### [TASK OBJECTIVE]
Each record below must be retyped exactly, with nothing left out.

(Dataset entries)
********************

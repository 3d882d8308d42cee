//! `tilestudio serve`: run the tile server.

use std::net::SocketAddr;
use std::path::PathBuf;
use std::sync::Arc;
use std::time::Duration;

use clap::Args;
use tilestudio::backend::{DebugBackend, MemoryCatalog, SourceHandle, StyleHandle};
use tilestudio::config::{config_file_path, ConfigFile};
use tilestudio::logging::{self, DEFAULT_LEVEL};
use tilestudio::server;
use tilestudio::service::TileService;
use tracing::{info, warn};

use crate::error::CliError;

/// Id under which the placeholder style is registered.
pub const DEBUG_STYLE_ID: &str = "tmstyle://debug";

/// Id under which the placeholder source is registered.
pub const DEBUG_SOURCE_ID: &str = "tmsource://debug";

#[derive(Debug, Args)]
pub struct ServeArgs {
    /// Address to listen on (overrides [server] bind)
    #[arg(long)]
    pub bind: Option<SocketAddr>,

    /// Configuration file (defaults to ~/.tilestudio/config.ini)
    #[arg(long)]
    pub config: Option<PathBuf>,

    /// Seconds the placeholder style reports "not loaded" after startup
    #[arg(long, default_value_t = 0)]
    pub warmup: u64,

    /// Highest zoom the placeholder style renders; deeper tiles fail
    #[arg(long)]
    pub max_zoom: Option<u8>,

    /// Log filter when RUST_LOG is unset
    #[arg(long, default_value = DEFAULT_LEVEL)]
    pub log_level: String,
}

/// Run the server until Ctrl-C.
pub fn run(args: ServeArgs) -> Result<(), CliError> {
    let config_path = args.config.clone().unwrap_or_else(config_file_path);
    let config = ConfigFile::load_from(&config_path)?;

    let _guard = logging::init_logging(
        &config.logging.directory,
        &config.logging.file,
        &args.log_level,
    )
    .map_err(|e| CliError::LoggingInit(e.to_string()))?;

    let bind = args.bind.unwrap_or(config.server.bind);
    info!(
        version = tilestudio::VERSION,
        config = %config_path.display(),
        "Starting tilestudio"
    );

    let catalog = debug_catalog(&args);
    info!(
        styles = catalog.style_count(),
        sources = catalog.source_count(),
        style = DEBUG_STYLE_ID,
        source = DEBUG_SOURCE_ID,
        "Registered placeholder backends"
    );
    let service = Arc::new(TileService::new(
        Arc::new(catalog),
        config.to_service_config(),
    ));

    let runtime = tokio::runtime::Builder::new_multi_thread()
        .enable_all()
        .build()
        .map_err(CliError::Runtime)?;

    runtime
        .block_on(server::serve(service, bind, shutdown_signal()))
        .map_err(CliError::Serve)
}

/// Catalog with one placeholder style and its source.
fn debug_catalog(args: &ServeArgs) -> MemoryCatalog {
    let mut style_backend = DebugBackend::new("debug style");
    if args.warmup > 0 {
        style_backend = style_backend.with_warmup(Duration::from_secs(args.warmup));
    }
    if let Some(max_zoom) = args.max_zoom {
        style_backend = style_backend.with_max_zoom(max_zoom);
    }

    let source = Arc::new(SourceHandle::new(
        DEBUG_SOURCE_ID,
        Arc::new(DebugBackend::new("debug source")),
    ));
    let catalog = MemoryCatalog::new();
    catalog.insert_style(Arc::new(StyleHandle::new(
        DEBUG_STYLE_ID,
        "Debug",
        Arc::new(style_backend),
        source,
    )));
    catalog
}

async fn shutdown_signal() {
    match tokio::signal::ctrl_c().await {
        Ok(()) => info!("Shutdown requested"),
        Err(e) => warn!(error = %e, "Cannot listen for Ctrl-C; stopping"),
    }
}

********************

### [EXERCISE OUTPUT]
repository 3d882d8308d42cee
//! `tilestudio serve`: run the tile server.

use std::net::SocketAddr;
use std::path::PathBuf;
use std::sync::Arc;
use std::time::Duration;

use clap::Args;
use tilestudio::backend::{DebugBackend, MemoryCatalog, SourceHandle, StyleHandle};
use tilestudio::config::{config_file_path, ConfigFile};
use tilestudio::logging::{self, DEFAULT_LEVEL};
use tilestudio::server;
use tilestudio::service::TileService;
use tracing::{info, warn};

use crate::error::CliError;

/// Id under which the placeholder style is registered.
pub const DEBUG_STYLE_ID: &str = "tmstyle://debug";

/// Id under which the placeholder source is registered.
pub const DEBUG_SOURCE_ID: &str = "tmsource://debug";

#[derive(Debug, Args)]
pub struct ServeArgs {
    /// Address to listen on (overrides [server] bind)
    #[arg(long)]
    pub bind: Option<SocketAddr>,

    /// Configuration file (defaults to ~/.tilestudio/config.ini)
    #[arg(long)]
    pub config: Option<PathBuf>,

    /// Seconds the placeholder style reports "not loaded" after startup
    #[arg(long, default_value_t = 0)]
    pub warmup: u64,

    /// Highest zoom the placeholder style renders; deeper tiles fail
    #[arg(long)]
    pub max_zoom: Option<u8>,

    /// Log filter when RUST_LOG is unset
    #[arg(long, default_value = DEFAULT_LEVEL)]
    pub log_level: String,
}

/// Run the server until Ctrl-C.
pub fn run(args: ServeArgs) -> Result<(), CliError> {
    let config_path = args.config.clone().unwrap_or_else(config_file_path);
    let config = ConfigFile::load_from(&config_path)?;

    let _guard = logging::init_logging(
        &config.logging.directory,
        &config.logging.file,
        &args.log_level,
    )
    .map_err(|e| CliError::LoggingInit(e.to_string()))?;

    let bind = args.bind.unwrap_or(config.server.bind);
    info!(
        version = tilestudio::VERSION,
        config = %config_path.display(),
        "Starting tilestudio"
    );

    let catalog = debug_catalog(&args);
    info!(
        styles = catalog.style_count(),
        sources = catalog.source_count(),
        style = DEBUG_STYLE_ID,
        source = DEBUG_SOURCE_ID,
        "Registered placeholder backends"
    );
    let service = Arc::new(TileService::new(
        Arc::new(catalog),
        config.to_service_config(),
    ));

    let runtime = tokio::runtime::Builder::new_multi_thread()
        .enable_all()
        .build()
        .map_err(CliError::Runtime)?;

    runtime
        .block_on(server::serve(service, bind, shutdown_signal()))
        .map_err(CliError::Serve)
}

/// Catalog with one placeholder style and its source.
fn debug_catalog(args: &ServeArgs) -> MemoryCatalog {
    let mut style_backend = DebugBackend::new("debug style");
    if args.warmup > 0 {
        style_backend = style_backend.with_warmup(Duration::from_secs(args.warmup));
    }
    if let Some(max_zoom) = args.max_zoom {
        style_backend = style_backend.with_max_zoom(max_zoom);
    }

    let source = Arc::new(SourceHandle::new(
        DEBUG_SOURCE_ID,
        Arc::new(DebugBackend::new("debug source")),
    ));
    let catalog = MemoryCatalog::new();
    catalog.insert_style(Arc::new(StyleHandle::new(
        DEBUG_STYLE_ID,
        "Debug",
        Arc::new(style_backend),
        source,
    )));
    catalog
}

async fn shutdown_signal() {
    match tokio::signal::ctrl_c().await {
        Ok(()) => info!("Shutdown requested"),
        Err(e) => warn!(error = %e, "Cannot listen for Ctrl-C; stopping"),
    }
}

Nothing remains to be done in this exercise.